SPEAKER_00:Yeah, it is. Because I always wonder with bootlegs if they've been copied and copied and copied.
SPEAKER_02:But they were pretty good. Okay. And the first one that I never heard before was Got To Get You Into My Life, that version with the guitars.
SPEAKER_00:Oh, that's nice, isn't it? Yeah. That's quite interesting.
SPEAKER_02:Yeah, I'll play a bit of it. That's the normal one, right? That's the normal one, yes. Sorry, I meant... Is it this one? Let
SPEAKER_01:me see. Oh, that's
SPEAKER_00:great with the fuzz.
SPEAKER_02:Yeah. And I kind of like it better than the original. Or maybe it's just because it's new.
SPEAKER_00:Yeah, there's loads of energy there. It kind of sounds a bit busy. But with this one, again, with the arrangement, I wonder who took the decision. And I just wonder if it was George Martin to trim out all the guitar links, right? Except for the last one, you know, the da-da-da-da-da-da-da-da-da-da. Only the last one. Makes it really effective for it to come in once. I mean, how clever is that?
SPEAKER_02:Yeah,
SPEAKER_00:that was very clever. I wonder who thought, well, we're going to dig it all out, but we'll leave in the last one.
SPEAKER_02:Ah, that must have been George Martin.
SPEAKER_00:Is that the same one version that's on Anthology? I'm just asking, I'm not sure.
SPEAKER_02:No, the version on Anthology was the first version, take five, which is this one. With the organ. Ah, yep. I didn't know there was John's speech before.
SPEAKER_00:There's a lot of discussion, isn't there, about beginning with the
SPEAKER_01:organ. Oh, here you go.
SPEAKER_00:Right. Oh, so the fuzz guitar wasn't there at
SPEAKER_02:all. Yeah. And that was take five. And then take eight is more similar. to the one we know, which is this. Without vocals.
SPEAKER_00:Is that the final take, almost? I don't know, actually. What do you think of the other vocals, like, I need your love? need your love
SPEAKER_02:i like that i like how they harmonize so i always like those different versions yeah and to be honest got to get you into my life was never one of my favorite songs from from revolver because i i never really liked the mix i like it much better now i have to say
SPEAKER_00:yeah i wasn't sure about the the brass i mean i do like it on motown records and maybe they were trying to mimic Motown a little
SPEAKER_02:bit.
SPEAKER_00:But it's funny, I can take the brass on Savoy Truffle because I think they, again, compressed it a lot or something. I wasn't sure about it here, but I'm used to it now. But I can see that that guitar one is really exciting. That's a nice version.

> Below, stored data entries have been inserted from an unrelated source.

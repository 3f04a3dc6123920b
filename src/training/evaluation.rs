//! Classification metrics and precision-recall curves

use crate::models::argmax;
use ndarray::Array2;
use serde::{Deserialize, Serialize};
use std::collections::BTreeMap;

/// One-vs-rest precision-recall curve.
///
/// Points are ordered by increasing threshold and the curve ends with
/// the `(precision = 1, recall = 0)` anchor, which has no threshold.
#[derive(Debug, Clone, PartialEq)]
pub struct PrCurve {
    pub precision: Vec<f64>,
    pub recall: Vec<f64>,
    pub thresholds: Vec<f64>,
}

/// Precision-recall curve over the distinct scores. Returns `None` when
/// there are no positives.
pub fn precision_recall_curve(positive: &[bool], scores: &[f64]) -> Option<PrCurve> {
    let total_positive = positive.iter().filter(|&&p| p).count();
    if total_positive == 0 || positive.len() != scores.len() {
        return None;
    }

    let mut order: Vec<usize> = (0..scores.len()).collect();
    order.sort_by(|&a, &b| scores[b].total_cmp(&scores[a]));

    // (threshold, precision, recall) by decreasing threshold, up to full recall
    let mut points: Vec<(f64, f64, f64)> = Vec::new();
    let (mut tp, mut fp) = (0usize, 0usize);
    for (position, &row) in order.iter().enumerate() {
        if positive[row] {
            tp += 1;
        } else {
            fp += 1;
        }

        let last_of_block = order
            .get(position + 1)
            .map_or(true, |&next| scores[next] != scores[row]);
        if last_of_block {
            points.push((
                scores[row],
                tp as f64 / (tp + fp) as f64,
                tp as f64 / total_positive as f64,
            ));
            if tp == total_positive {
                break;
            }
        }
    }

    points.reverse();
    let mut curve = PrCurve {
        precision: points.iter().map(|p| p.1).collect(),
        recall: points.iter().map(|p| p.2).collect(),
        thresholds: points.iter().map(|p| p.0).collect(),
    };
    curve.precision.push(1.0);
    curve.recall.push(0.0);
    Some(curve)
}

/// Trapezoidal area under the precision-recall curve
pub fn pr_auc(curve: &PrCurve) -> f64 {
    curve
        .recall
        .windows(2)
        .zip(curve.precision.windows(2))
        .map(|(r, p)| (r[0] - r[1]).abs() * (p[0] + p[1]) / 2.0)
        .sum()
}

/// Per-class entry of the classification report
#[derive(Debug, Clone, PartialEq, Serialize, Deserialize)]
pub struct ClassReport {
    pub precision: f64,
    pub recall: f64,
    pub f1_score: f64,
    pub support: usize,
}

/// Held-out evaluation of one learner; a metric that cannot be computed
/// is `None`
#[derive(Debug, Clone, PartialEq, Serialize, Deserialize)]
pub struct EvaluationMetrics {
    pub accuracy: Option<f64>,
    pub macro_f1: Option<f64>,
    pub weighted_f1: Option<f64>,
    pub macro_precision: Option<f64>,
    pub macro_recall: Option<f64>,
    pub macro_pr_auc: Option<f64>,
    pub per_class_pr_auc: BTreeMap<String, Option<f64>>,
    pub classification_report: BTreeMap<String, ClassReport>,
}

impl EvaluationMetrics {
    /// Every metric null, for a learner whose evaluation could not run
    pub fn unavailable() -> Self {
        Self {
            accuracy: None,
            macro_f1: None,
            weighted_f1: None,
            macro_precision: None,
            macro_recall: None,
            macro_pr_auc: None,
            per_class_pr_auc: BTreeMap::new(),
            classification_report: BTreeMap::new(),
        }
    }
}

fn ratio(numerator: usize, denominator: usize) -> f64 {
    if denominator == 0 {
        0.0
    } else {
        numerator as f64 / denominator as f64
    }
}

fn mean(values: &[f64]) -> Option<f64> {
    (!values.is_empty()).then(|| values.iter().sum::<f64>() / values.len() as f64)
}

/// Evaluate class probabilities against true class indices
pub fn evaluate(y_true: &[usize], proba: &Array2<f64>, labels: &[String]) -> EvaluationMetrics {
    let n_classes = labels.len();
    let predicted: Vec<usize> = proba
        .rows()
        .into_iter()
        .map(|row| argmax(row.iter().copied()))
        .collect();

    let mut true_positive = vec![0usize; n_classes];
    let mut predicted_count = vec![0usize; n_classes];
    let mut support = vec![0usize; n_classes];
    for (&truth, &guess) in y_true.iter().zip(&predicted) {
        support[truth] += 1;
        predicted_count[guess] += 1;
        if truth == guess {
            true_positive[truth] += 1;
        }
    }

    let mut report = BTreeMap::new();
    let (mut precisions, mut recalls, mut f1s) = (Vec::new(), Vec::new(), Vec::new());
    let mut weighted_f1 = 0.0;
    for (class, label) in labels.iter().enumerate() {
        let precision = ratio(true_positive[class], predicted_count[class]);
        let recall = ratio(true_positive[class], support[class]);
        let f1 = if precision + recall > 0.0 {
            2.0 * precision * recall / (precision + recall)
        } else {
            0.0
        };
        // macro averages skip labels absent from both truth and predictions
        if support[class] > 0 || predicted_count[class] > 0 {
            precisions.push(precision);
            recalls.push(recall);
            f1s.push(f1);
        }
        weighted_f1 += f1 * support[class] as f64;
        report.insert(
            label.clone(),
            ClassReport {
                precision,
                recall,
                f1_score: f1,
                support: support[class],
            },
        );
    }

    let mut per_class_pr_auc = BTreeMap::new();
    let mut aucs = Vec::new();
    for (class, label) in labels.iter().enumerate() {
        let positive: Vec<bool> = y_true.iter().map(|&t| t == class).collect();
        let scores: Vec<f64> = proba.column(class).to_vec();
        let auc = precision_recall_curve(&positive, &scores).map(|curve| pr_auc(&curve));
        if let Some(value) = auc {
            aucs.push(value);
        }
        per_class_pr_auc.insert(label.clone(), auc);
    }

    let n = y_true.len();
    let correct: usize = true_positive.iter().sum();
    let (accuracy, weighted_f1) = if n == 0 {
        (None, None)
    } else {
        (Some(correct as f64 / n as f64), Some(weighted_f1 / n as f64))
    };
    let has_rows = n > 0;

    EvaluationMetrics {
        accuracy,
        macro_f1: mean(&f1s).filter(|_| has_rows),
        weighted_f1,
        macro_precision: mean(&precisions).filter(|_| has_rows),
        macro_recall: mean(&recalls).filter(|_| has_rows),
        macro_pr_auc: mean(&aucs),
        per_class_pr_auc,
        classification_report: report,
    }
}

#[cfg(test)]
mod tests {
    use super::*;
    use ndarray::array;

    #[test]
    fn test_pr_curve_shape() {
        let positive = [false, false, true, true];
        let scores = [0.1, 0.4, 0.35, 0.8];
        let curve = precision_recall_curve(&positive, &scores).unwrap();

        assert_eq!(curve.thresholds, vec![0.35, 0.4, 0.8]);
        assert_eq!(curve.recall, vec![1.0, 0.5, 0.5, 0.0]);
        assert!((curve.precision[0] - 2.0 / 3.0).abs() < 1e-12);
        assert_eq!(curve.precision[1], 0.5);
        assert_eq!(curve.precision[2], 1.0);
        assert_eq!(curve.precision[3], 1.0);
    }

    #[test]
    fn test_perfect_ranking_has_unit_auc() {
        let positive = [false, true, false, true];
        let scores = [0.1, 0.9, 0.2, 0.8];
        let curve = precision_recall_curve(&positive, &scores).unwrap();
        assert!((pr_auc(&curve) - 1.0).abs() < 1e-12);
    }

    #[test]
    fn test_no_positives_has_no_curve() {
        assert!(precision_recall_curve(&[false, false], &[0.3, 0.6]).is_none());
    }

    #[test]
    fn test_evaluate_metrics() {
        let labels = vec!["battery".to_string(), "none".to_string()];
        let y_true = [0, 0, 1, 1];
        let proba = array![[0.9, 0.1], [0.4, 0.6], [0.2, 0.8], [0.3, 0.7]];

        let metrics = evaluate(&y_true, &proba, &labels);
        assert_eq!(metrics.accuracy, Some(0.75));

        let battery = &metrics.classification_report["battery"];
        assert_eq!(battery.precision, 1.0);
        assert_eq!(battery.recall, 0.5);
        assert_eq!(battery.support, 2);

        let none = &metrics.classification_report["none"];
        assert!((none.precision - 2.0 / 3.0).abs() < 1e-12);
        assert_eq!(none.recall, 1.0);
        assert!(metrics.macro_pr_auc.is_some());
    }

    #[test]
    fn test_missing_class_excluded_from_pr_auc() {
        let labels = vec!["a".to_string(), "b".to_string(), "c".to_string()];
        let y_true = [0, 1];
        let proba = array![[0.8, 0.1, 0.1], [0.1, 0.8, 0.1]];

        let metrics = evaluate(&y_true, &proba, &labels);
        assert_eq!(metrics.per_class_pr_auc["c"], None);
        assert_eq!(metrics.macro_pr_auc, Some(1.0));
        // zero-support class scores zero
        assert_eq!(metrics.classification_report["c"].f1_score, 0.0);
    }

    #[test]
    fn test_macro_average_over_present_labels() {
        let labels = vec!["a".to_string(), "b".to_string(), "c".to_string()];
        let y_true = [0, 0, 1];
        // "c" is neither a truth nor a prediction
        let proba = array![[0.8, 0.1, 0.1], [0.2, 0.7, 0.1], [0.1, 0.8, 0.1]];

        let metrics = evaluate(&y_true, &proba, &labels);
        // a: p=1, r=0.5, f1=2/3; b: p=0.5, r=1, f1=2/3
        assert!((metrics.macro_precision.unwrap() - 0.75).abs() < 1e-12);
        assert!((metrics.macro_recall.unwrap() - 0.75).abs() < 1e-12);
        assert!((metrics.macro_f1.unwrap() - 2.0 / 3.0).abs() < 1e-12);

        // a label predicted but never true still counts
        let proba = array![[0.1, 0.1, 0.8], [0.8, 0.1, 0.1], [0.1, 0.8, 0.1]];
        let metrics = evaluate(&y_true, &proba, &labels);
        // a: p=1, r=0.5; b: p=1, r=1; c: p=0, r=0
        assert!((metrics.macro_precision.unwrap() - 2.0 / 3.0).abs() < 1e-12);
        assert!((metrics.macro_recall.unwrap() - 0.5).abs() < 1e-12);
    }

    #[test]
    fn test_unavailable_metrics_are_null() {
        let metrics = EvaluationMetrics::unavailable();
        assert_eq!(metrics.accuracy, None);
        assert_eq!(metrics.macro_pr_auc, None);
        assert!(metrics.classification_report.is_empty());
    }
}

SPEAKER_02:Yeah. Another song, moving on from Got To Get You Into My Life, that I'd never heard was all the different versions of Love You Too.
SPEAKER_00:Yeah, well, that's one of the... It really transforms, doesn't it? Because the first one is really basic, isn't it? Yeah, the first version is just him on guitar. It kind of sounds like nothing. Yeah.
SPEAKER_02:Sorry? The first version is just George on guitar.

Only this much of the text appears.